CASS. COM., 4 septembre 2024
- T. com. Nevers, 12 avril 2023 : RG n° 22/00436 ; Dnd
CERCLAB - DOCUMENT N° 23234
CASS. COM., 4 septembre 2024 : pourvoi n° 23-16886 ; arrêt n° 437
Publication : Legifrance
Extraits : 1/ « 7. Pour rejeter les demandes de la société Boole, le jugement retient que le contrat litigieux a été conclu hors établissement. Après avoir énoncé qu'en matière de contrats conclus hors établissement, l'article L. 221-5 du code de la consommation met à la charge du professionnel une obligation précontractuelle d'information à l'égard du consommateur, il ajoute que la preuve du respect de cette obligation n'est pas produite aux débats et en déduit que le contrat litigieux est nul. 8. En se déterminant ainsi, sans rechercher, comme il lui incombait, si les parties avaient été physiquement et simultanément présentes, soit au moment de la sollicitation, soit au moment de la conclusion du contrat, dans un lieu qui n'est pas celui où la société Boole exerçait son activité en permanence ou de manière habituelle, ni s'être assuré, au cas où tel serait le cas, que l'objet du contrat n'entrait pas dans le champ de l'activité principale de la société Ateliers de Saint Louis et que celle-ci n'employait pas plus de cinq salariés, le tribunal n'a pas donné de base légale à sa décision. »
2/ « 11. Pour rejeter les demandes de la société Boole, le jugement, après avoir relevé que le contrat litigieux avait été conclu à distance et énoncé qu'en matière de contrats conclus à distance, l'article L. 221-5 du code de la consommation met à la charge du professionnel une obligation précontractuelle d'information à l'égard du consommateur, retient que la preuve du respect de cette obligation n'est pas produite aux débats et en déduit que le contrat litigieux est nul. 12. En statuant ainsi, alors que le contrat litigieux ayant été conclu entre deux professionnels, la société Boole ne pouvait bénéficier des dispositions particulières applicables aux contrats à distance, le tribunal a violé, par fausse application les textes susvisés. »
RÉPUBLIQUE FRANÇAISE
AU NOM DU PEUPLE FRANÇAIS
COUR DE CASSATION
CHAMBRE COMMERCIALE, FINANCIÈRE ET ÉCONOMIQUE
ARRÊT DU 4 SEPTEMBRE 2024
ÉLÉMENTS D’IDENTIFICATION DE LA DÉCISION (N.B. : mention ne figurant pas sur l’original)

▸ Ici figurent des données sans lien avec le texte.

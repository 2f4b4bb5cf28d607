//! Audit log listing and export tests
//!
//! Exercise the audit service directly against a seeded database.

use std::sync::Arc;
use std::time::Duration;

use serde_json::json;
use uuid::Uuid;

use crate::common::{
    minutes_after_base, seed_audit, seed_raw_audit, seed_tenant, seed_user, MockError,
    MockTenantResolver, TestApp,
};
use cityplan_audit::{
    models::{AuditLogFilter, AuditSortField, Caller, SortDirection},
    services::{AuditService, AuditServiceError},
};

fn users_filter(page: u32, limit: u32) -> AuditLogFilter {
    AuditLogFilter {
        entity_type: Some("users".to_string()),
        page,
        limit,
        ..AuditLogFilter::default()
    }
}

/// Three `users` entries at base+1, base+2, base+3 minutes
async fn seed_three_user_entries(app: &TestApp, tenant: Uuid, actor: Uuid) -> Vec<Uuid> {
    let mut ids = Vec::new();
    for minute in 1..=3 {
        let entry = seed_audit(
            app.pool(),
            tenant,
            Some(actor),
            "update",
            "users",
            &format!("user-{}", minute),
            None,
            minutes_after_base(minute),
        )
        .await;
        ids.push(entry.id);
    }
    ids
}

#[tokio::test]
async fn test_pages_newest_first_with_totals() {
    let app = TestApp::new().await;
    let tenant = seed_tenant(app.pool(), "Springfield").await;
    let ids = seed_three_user_entries(&app, tenant.id, tenant.admin_id).await;
    let caller = Caller::new(tenant.admin_id);

    let first = app
        .state
        .audit
        .list_audit_logs(&caller, &users_filter(1, 2))
        .await
        .unwrap();
    assert_eq!(first.total, 3);
    assert_eq!(first.total_pages, 2);
    assert_eq!(first.page, 1);
    assert_eq!(first.limit, 2);
    let first_ids: Vec<Uuid> = first.logs.iter().map(|e| e.id).collect();
    assert_eq!(first_ids, vec![ids[2], ids[1]]);

    let second = app
        .state
        .audit
        .list_audit_logs(&caller, &users_filter(2, 2))
        .await
        .unwrap();
    assert_eq!(second.total, 3);
    let second_ids: Vec<Uuid> = second.logs.iter().map(|e| e.id).collect();
    assert_eq!(second_ids, vec![ids[0]]);
}

#[tokio::test]
async fn test_page_past_end_is_empty_with_true_totals() {
    let app = TestApp::new().await;
    let tenant = seed_tenant(app.pool(), "Shelbyville").await;
    seed_three_user_entries(&app, tenant.id, tenant.admin_id).await;

    let page = app
        .state
        .audit
        .list_audit_logs(&Caller::new(tenant.admin_id), &users_filter(5, 2))
        .await
        .unwrap();

    assert!(page.logs.is_empty());
    assert_eq!(page.total, 3);
    assert_eq!(page.total_pages, 2);
    assert_eq!(page.page, 5);
}

#[tokio::test]
async fn test_empty_trail_has_zero_pages() {
    let app = TestApp::new().await;
    let tenant = seed_tenant(app.pool(), "Ogdenville").await;

    let page = app
        .state
        .audit
        .list_audit_logs(&Caller::new(tenant.admin_id), &AuditLogFilter::default())
        .await
        .unwrap();

    assert_eq!(page.total, 0);
    assert_eq!(page.total_pages, 0);
    assert_eq!(page.limit, 50);
}

#[tokio::test]
async fn test_date_window_is_inclusive_and_inverted_window_matches_nothing() {
    let app = TestApp::new().await;
    let tenant = seed_tenant(app.pool(), "Capital City").await;
    let ids = seed_three_user_entries(&app, tenant.id, tenant.admin_id).await;
    let caller = Caller::new(tenant.admin_id);

    let exact = AuditLogFilter {
        start_date: Some(minutes_after_base(2)),
        end_date: Some(minutes_after_base(2)),
        ..AuditLogFilter::default()
    };
    let page = app
        .state
        .audit
        .list_audit_logs(&caller, &exact)
        .await
        .unwrap();
    assert_eq!(page.total, 1);
    assert_eq!(page.logs[0].id, ids[1]);

    let inverted = AuditLogFilter {
        start_date: Some(minutes_after_base(3)),
        end_date: Some(minutes_after_base(1)),
        ..AuditLogFilter::default()
    };
    let page = app
        .state
        .audit
        .list_audit_logs(&caller, &inverted)
        .await
        .unwrap();
    assert_eq!(page.total, 0);
    assert!(page.logs.is_empty());
}

#[tokio::test]
async fn test_start_inside_a_millisecond_skips_that_millisecond() {
    let app = TestApp::new().await;
    let tenant = seed_tenant(app.pool(), "Capital City").await;
    seed_three_user_entries(&app, tenant.id, tenant.admin_id).await;
    let caller = Caller::new(tenant.admin_id);

    let window = AuditLogFilter {
        start_date: Some(minutes_after_base(1) + chrono::Duration::microseconds(500)),
        end_date: Some(minutes_after_base(2) + chrono::Duration::microseconds(500)),
        ..AuditLogFilter::default()
    };
    let page = app
        .state
        .audit
        .list_audit_logs(&caller, &window)
        .await
        .unwrap();
    assert_eq!(page.total, 1);
    assert_eq!(page.logs[0].entity_id, "user-2");

    let csv = app
        .state
        .audit
        .export_audit_logs(&caller, &window)
        .await
        .unwrap();
    assert_eq!(csv.lines().count(), 2);
}

#[tokio::test]
async fn test_filters_combine_and_blank_strings_mean_any() {
    let app = TestApp::new().await;
    let tenant = seed_tenant(app.pool(), "North Haverbrook").await;
    let clerk = seed_user(app.pool(), tenant.id, Some("Cleo Clerk"), "clerk@nh.gov", true).await;
    let pool = app.pool();

    seed_audit(
        pool,
        tenant.id,
        Some(tenant.admin_id),
        "create",
        "plans",
        "p1",
        None,
        minutes_after_base(1),
    )
    .await;
    seed_audit(
        pool,
        tenant.id,
        Some(clerk),
        "create",
        "plans",
        "p2",
        None,
        minutes_after_base(2),
    )
    .await;
    seed_audit(
        pool,
        tenant.id,
        Some(clerk),
        "delete",
        "plans",
        "p2",
        None,
        minutes_after_base(3),
    )
    .await;
    seed_audit(
        pool,
        tenant.id,
        Some(clerk),
        "create",
        "departments",
        "d1",
        None,
        minutes_after_base(4),
    )
    .await;

    let caller = Caller::new(tenant.admin_id);
    let filter = AuditLogFilter {
        user_id: Some(clerk),
        action: Some("create".to_string()),
        entity_type: Some("plans".to_string()),
        ..AuditLogFilter::default()
    };
    let page = app.state.audit.list_audit_logs(&caller, &filter).await.unwrap();
    assert_eq!(page.total, 1);
    assert_eq!(page.logs[0].entity_id, "p2");
    assert_eq!(page.logs[0].action, "create");

    let blank = AuditLogFilter {
        action: Some("  ".to_string()),
        entity_type: Some(String::new()),
        ..AuditLogFilter::default()
    };
    let page = app.state.audit.list_audit_logs(&caller, &blank).await.unwrap();
    assert_eq!(page.total, 4);
}

#[tokio::test]
async fn test_sort_by_action_ascending() {
    let app = TestApp::new().await;
    let tenant = seed_tenant(app.pool(), "Brockway").await;
    let pool = app.pool();

    for (minute, action) in [(1, "update"), (2, "approve"), (3, "create")] {
        seed_audit(
            pool,
            tenant.id,
            None,
            action,
            "plans",
            "p1",
            None,
            minutes_after_base(minute),
        )
        .await;
    }

    let filter = AuditLogFilter {
        sort_by: AuditSortField::Action,
        sort_order: SortDirection::Asc,
        ..AuditLogFilter::default()
    };
    let page = app
        .state
        .audit
        .list_audit_logs(&Caller::new(tenant.admin_id), &filter)
        .await
        .unwrap();

    let actions: Vec<&str> = page.logs.iter().map(|e| e.action.as_str()).collect();
    assert_eq!(actions, vec!["approve", "create", "update"]);
}

#[tokio::test]
async fn test_entries_carry_actor_and_system_entries_do_not() {
    let app = TestApp::new().await;
    let tenant = seed_tenant(app.pool(), "Cypress Creek").await;
    let pool = app.pool();

    seed_audit(
        pool,
        tenant.id,
        Some(tenant.admin_id),
        "approve",
        "plans",
        "p1",
        None,
        minutes_after_base(1),
    )
    .await;
    seed_audit(
        pool,
        tenant.id,
        None,
        "rollover",
        "fiscal_years",
        "fy",
        None,
        minutes_after_base(2),
    )
    .await;

    let page = app
        .state
        .audit
        .list_audit_logs(&Caller::new(tenant.admin_id), &AuditLogFilter::default())
        .await
        .unwrap();

    let system = &page.logs[0];
    assert_eq!(system.action, "rollover");
    assert!(system.user_id.is_none());
    assert!(system.user_name.is_none());
    assert_eq!(system.actor_label(), "System");

    let human = &page.logs[1];
    assert_eq!(human.user_name.as_deref(), Some("Ada Admin"));
    assert_eq!(human.user_email.as_deref(), Some("admin@cypress-creek.gov"));
}
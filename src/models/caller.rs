//! Caller identity passed explicitly into service calls

use serde::{Deserialize, Serialize};
use uuid::Uuid;

/// The authenticated user on whose behalf a service call runs
#[derive(Debug, Clone, PartialEq, Eq, Serialize, Deserialize)]
pub struct Caller {
    pub user_id: Uuid,
    pub email: Option<String>,
}

impl Caller {
    pub fn new(user_id: Uuid) -> Self {
        Self {
            user_id,
            email: None,
        }
    }
}
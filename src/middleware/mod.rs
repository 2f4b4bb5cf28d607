//! Middleware components
//!
//! This module contains middleware for:
//! - Authentication (JWT issued by the identity provider)

pub mod auth;

pub use auth::{auth_middleware, AuthUser, Claims};
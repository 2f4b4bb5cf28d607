//! Error types and handling
//!
//! All errors leaving an HTTP handler are converted to a consistent JSON
//! response format.

use axum::{
    http::StatusCode,
    response::{IntoResponse, Response},
    Json,
};
use serde::Serialize;
use thiserror::Error;

/// Application error types
#[derive(Debug, Error)]
pub enum AppError {
    /// Bad request - invalid input (400)
    #[error("Bad request: {0}")]
    BadRequest(String),

    /// Unauthorized - authentication required or caller unknown (401)
    #[error("Unauthorized: {0}")]
    Unauthorized(String),

    /// Unprocessable entity - validation failed (422)
    #[error("Validation error: {0}")]
    ValidationError(String),

    /// Internal server error (500)
    #[error("Internal error: {0}")]
    Internal(String),
}

impl AppError {
    pub fn bad_request(message: impl Into<String>) -> Self {
        AppError::BadRequest(message.into())
    }

    pub fn unauthorized(message: impl Into<String>) -> Self {
        AppError::Unauthorized(message.into())
    }

    pub fn internal(message: impl Into<String>) -> Self {
        AppError::Internal(message.into())
    }
}

/// Error response body
#[derive(Serialize, Debug)]
pub struct ErrorResponse {
    /// Error type identifier
    pub error: String,
    /// Human-readable error message
    pub message: String,
}

impl ErrorResponse {
    /// Create a new error response
    pub fn new(error: impl Into<String>, message: impl Into<String>) -> Self {
        Self {
            error: error.into(),
            message: message.into(),
        }
    }
}

/// Internal errors are logged where they are raised, with their cause;
/// the response only carries the sanitized message.
impl IntoResponse for AppError {
    fn into_response(self) -> Response {
        let (status, error_type) = match &self {
            AppError::BadRequest(_) => (StatusCode::BAD_REQUEST, "bad_request"),
            AppError::Unauthorized(_) => (StatusCode::UNAUTHORIZED, "unauthorized"),
            AppError::ValidationError(_) => (StatusCode::UNPROCESSABLE_ENTITY, "validation_error"),
            AppError::Internal(_) => (StatusCode::INTERNAL_SERVER_ERROR, "internal_error"),
        };

        let body = ErrorResponse::new(error_type, self.to_string());

        (status, Json(body)).into_response()
    }
}

impl From<validator::ValidationErrors> for AppError {
    fn from(err: validator::ValidationErrors) -> Self {
        AppError::ValidationError(err.to_string())
    }
}

/// Result type alias for handlers
pub type AppResult<T> = Result<T, AppError>;
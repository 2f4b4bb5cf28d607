//! Tenant-scoped aggregate queries backing the dashboard

use anyhow::{Context, Result};
use chrono::{DateTime, Utc};
use sqlx::SqlitePool;
use uuid::Uuid;

use super::format_db_timestamp;
use crate::models::{PlanStats, UserStats};

/// Each method issues exactly one aggregate query and holds no state between
/// calls, so callers may run them concurrently.
pub struct StatsRepository<'a> {
    pool: &'a SqlitePool,
}

impl<'a> StatsRepository<'a> {
    pub fn new(pool: &'a SqlitePool) -> Self {
        Self { pool }
    }

    /// Total and active user counts
    pub async fn user_counts(&self, tenant_id: Uuid) -> Result<UserStats> {
        let (total, active): (i64, i64) = sqlx::query_as(
            r#"
            SELECT COUNT(*),
                   COALESCE(SUM(CASE WHEN is_active = 1 THEN 1 ELSE 0 END), 0)
            FROM users
            WHERE tenant_id = ?
            "#,
        )
        .bind(tenant_id.to_string())
        .fetch_one(self.pool)
        .await
        .context("Failed to count users")?;

        Ok(UserStats::from_counts(to_count(total), to_count(active)))
    }

    pub async fn department_count(&self, tenant_id: Uuid) -> Result<u64> {
        let total: i64 = sqlx::query_scalar("SELECT COUNT(*) FROM departments WHERE tenant_id = ?")
            .bind(tenant_id.to_string())
            .fetch_one(self.pool)
            .await
            .context("Failed to count departments")?;

        Ok(to_count(total))
    }

    /// Label of the most recently started fiscal year flagged active
    pub async fn active_fiscal_year(&self, tenant_id: Uuid) -> Result<Option<String>> {
        sqlx::query_scalar(
            r#"
            SELECT label FROM fiscal_years
            WHERE tenant_id = ? AND is_active = 1
            ORDER BY start_date DESC
            LIMIT 1
            "#,
        )
        .bind(tenant_id.to_string())
        .fetch_optional(self.pool)
        .await
        .context("Failed to fetch active fiscal year")
    }

    /// Strategic plan counts grouped by status
    pub async fn plan_counts(&self, tenant_id: Uuid) -> Result<PlanStats> {
        let rows: Vec<(String, i64)> = sqlx::query_as(
            "SELECT status, COUNT(*) FROM strategic_plans WHERE tenant_id = ? GROUP BY status",
        )
        .bind(tenant_id.to_string())
        .fetch_all(self.pool)
        .await
        .context("Failed to count strategic plans")?;

        Ok(PlanStats::from_status_counts(
            rows.into_iter()
                .map(|(status, count)| (status, to_count(count))),
        ))
    }

    /// Audit entries created at or after `since`
    pub async fn audit_count_since(&self, tenant_id: Uuid, since: DateTime<Utc>) -> Result<u64> {
        let total: i64 = sqlx::query_scalar(
            "SELECT COUNT(*) FROM audit_logs WHERE tenant_id = ? AND created_at >= ?",
        )
        .bind(tenant_id.to_string())
        .bind(format_db_timestamp(&since))
        .fetch_one(self.pool)
        .await
        .context("Failed to count recent audit activity")?;

        Ok(to_count(total))
    }
}

fn to_count(value: i64) -> u64 {
    u64::try_from(value).unwrap_or_default()
}
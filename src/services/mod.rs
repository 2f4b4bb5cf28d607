//! Business logic services

pub mod audit;
pub mod export;
pub mod tenant;

pub use audit::{AuditService, AuditServiceError};
pub use export::{audit_logs_to_csv, escape_csv_field, AUDIT_CSV_COLUMNS};
pub use tenant::{DbTenantResolver, TenantResolver};
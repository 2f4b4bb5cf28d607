//! Tenant (municipality) lookups

use anyhow::{Context, Result};
use sqlx::SqlitePool;
use uuid::Uuid;

pub struct TenantRepository<'a> {
    pool: &'a SqlitePool,
}

impl<'a> TenantRepository<'a> {
    pub fn new(pool: &'a SqlitePool) -> Self {
        Self { pool }
    }

    /// Tenant of the given user, provided the municipality record exists
    pub async fn tenant_for_user(&self, user_id: Uuid) -> Result<Option<Uuid>> {
        let tenant: Option<String> = sqlx::query_scalar(
            r#"
            SELECT m.id
            FROM users u
            INNER JOIN municipalities m ON m.id = u.tenant_id
            WHERE u.id = ?
            "#,
        )
        .bind(user_id.to_string())
        .fetch_optional(self.pool)
        .await
        .context("Failed to resolve tenant for user")?;

        Ok(tenant.and_then(|t| Uuid::parse_str(&t).ok()))
    }
}
//! Audit log API endpoints

use axum::{
    extract::{rejection::QueryRejection, Query, State},
    http::StatusCode,
    routing::get,
    Json, Router,
};
use chrono::Utc;

use super::{query_params, service_error};
use crate::{
    middleware::AuthUser,
    models::{AuditFilterOptions, AuditLogFilter, AuditLogPage},
    utils::AppResult,
    AppState,
};

pub fn routes() -> Router<AppState> {
    Router::new()
        .route("/", get(list_audit_logs))
        .route("/export", get(export_audit_logs))
        .route("/filters", get(get_filter_options))
}

async fn list_audit_logs(
    State(state): State<AppState>,
    auth_user: AuthUser,
    query: Result<Query<AuditLogFilter>, QueryRejection>,
) -> AppResult<Json<AuditLogPage>> {
    let filter = query_params(query)?;
    let page = state
        .audit
        .list_audit_logs(&auth_user.caller(), &filter)
        .await
        .map_err(|e| service_error(e, "Failed to fetch audit logs"))?;

    Ok(Json(page))
}

async fn export_audit_logs(
    State(state): State<AppState>,
    auth_user: AuthUser,
    query: Result<Query<AuditLogFilter>, QueryRejection>,
) -> AppResult<(StatusCode, [(String, String); 2], String)> {
    let filter = query_params(query)?;
    let csv = state
        .audit
        .export_audit_logs(&auth_user.caller(), &filter)
        .await
        .map_err(|e| service_error(e, "Failed to export audit logs"))?;

    let filename = format!("audit-logs-{}.csv", Utc::now().format("%Y-%m-%d"));

    Ok((
        StatusCode::OK,
        [
            (
                "Content-Type".to_string(),
                "text/csv; charset=utf-8".to_string(),
            ),
            (
                "Content-Disposition".to_string(),
                format!("attachment; filename=\"{}\"", filename),
            ),
        ],
        csv,
    ))
}

async fn get_filter_options(
    State(state): State<AppState>,
    auth_user: AuthUser,
) -> AppResult<Json<AuditFilterOptions>> {
    let options = state
        .audit
        .filter_options(&auth_user.caller())
        .await
        .map_err(|e| service_error(e, "Failed to fetch audit log filters"))?;

    Ok(Json(options))
}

N° de pourvoi : E 23-16.886. Arrêt n° 437 F-D.
DEMANDEUR à la cassation : Société Boole
DÉFENDEUR à la cassation : Société Ateliers de Saint Louis
M. VIGNEAU, président.
MOTIFS (justification de la décision) (N.B. : mention ne figurant pas sur l’original)
La société Boole, société à responsabilité limitée, dont le siège est [Adresse 1], a formé le pourvoi n° E 23-16.886 contre le jugement rendu le 12 avril 2023 par le tribunal de commerce de Nevers, dans le litige l'opposant à la société Ateliers de Saint Louis, société par actions simplifiée, dont le siège est [Adresse 2], défenderesse à la cassation.
La demanderesse invoque, à l'appui de son pourvoi, un moyen de cassation. Le dossier a été communiqué au procureur général.
Sur le rapport de Mme Sabotier, conseiller, les observations de la SCP Boutet et Hourdeaux, avocat de la société Boole, de la SAS Buk Lament-Robillot, avocat de la société Ateliers de Saint Louis, après débats en l'audience publique du 4 juin 2024 où étaient présents M. Vigneau, président, Mme Sabotier, conseiller rapporteur, M. Mollard, conseiller doyen, et Mme Labat, greffier de chambre,
la chambre commerciale, financière et économique de la Cour de cassation, composée des président et conseillers précités, après en avoir délibéré conformément à la loi, a rendu le présent arrêt.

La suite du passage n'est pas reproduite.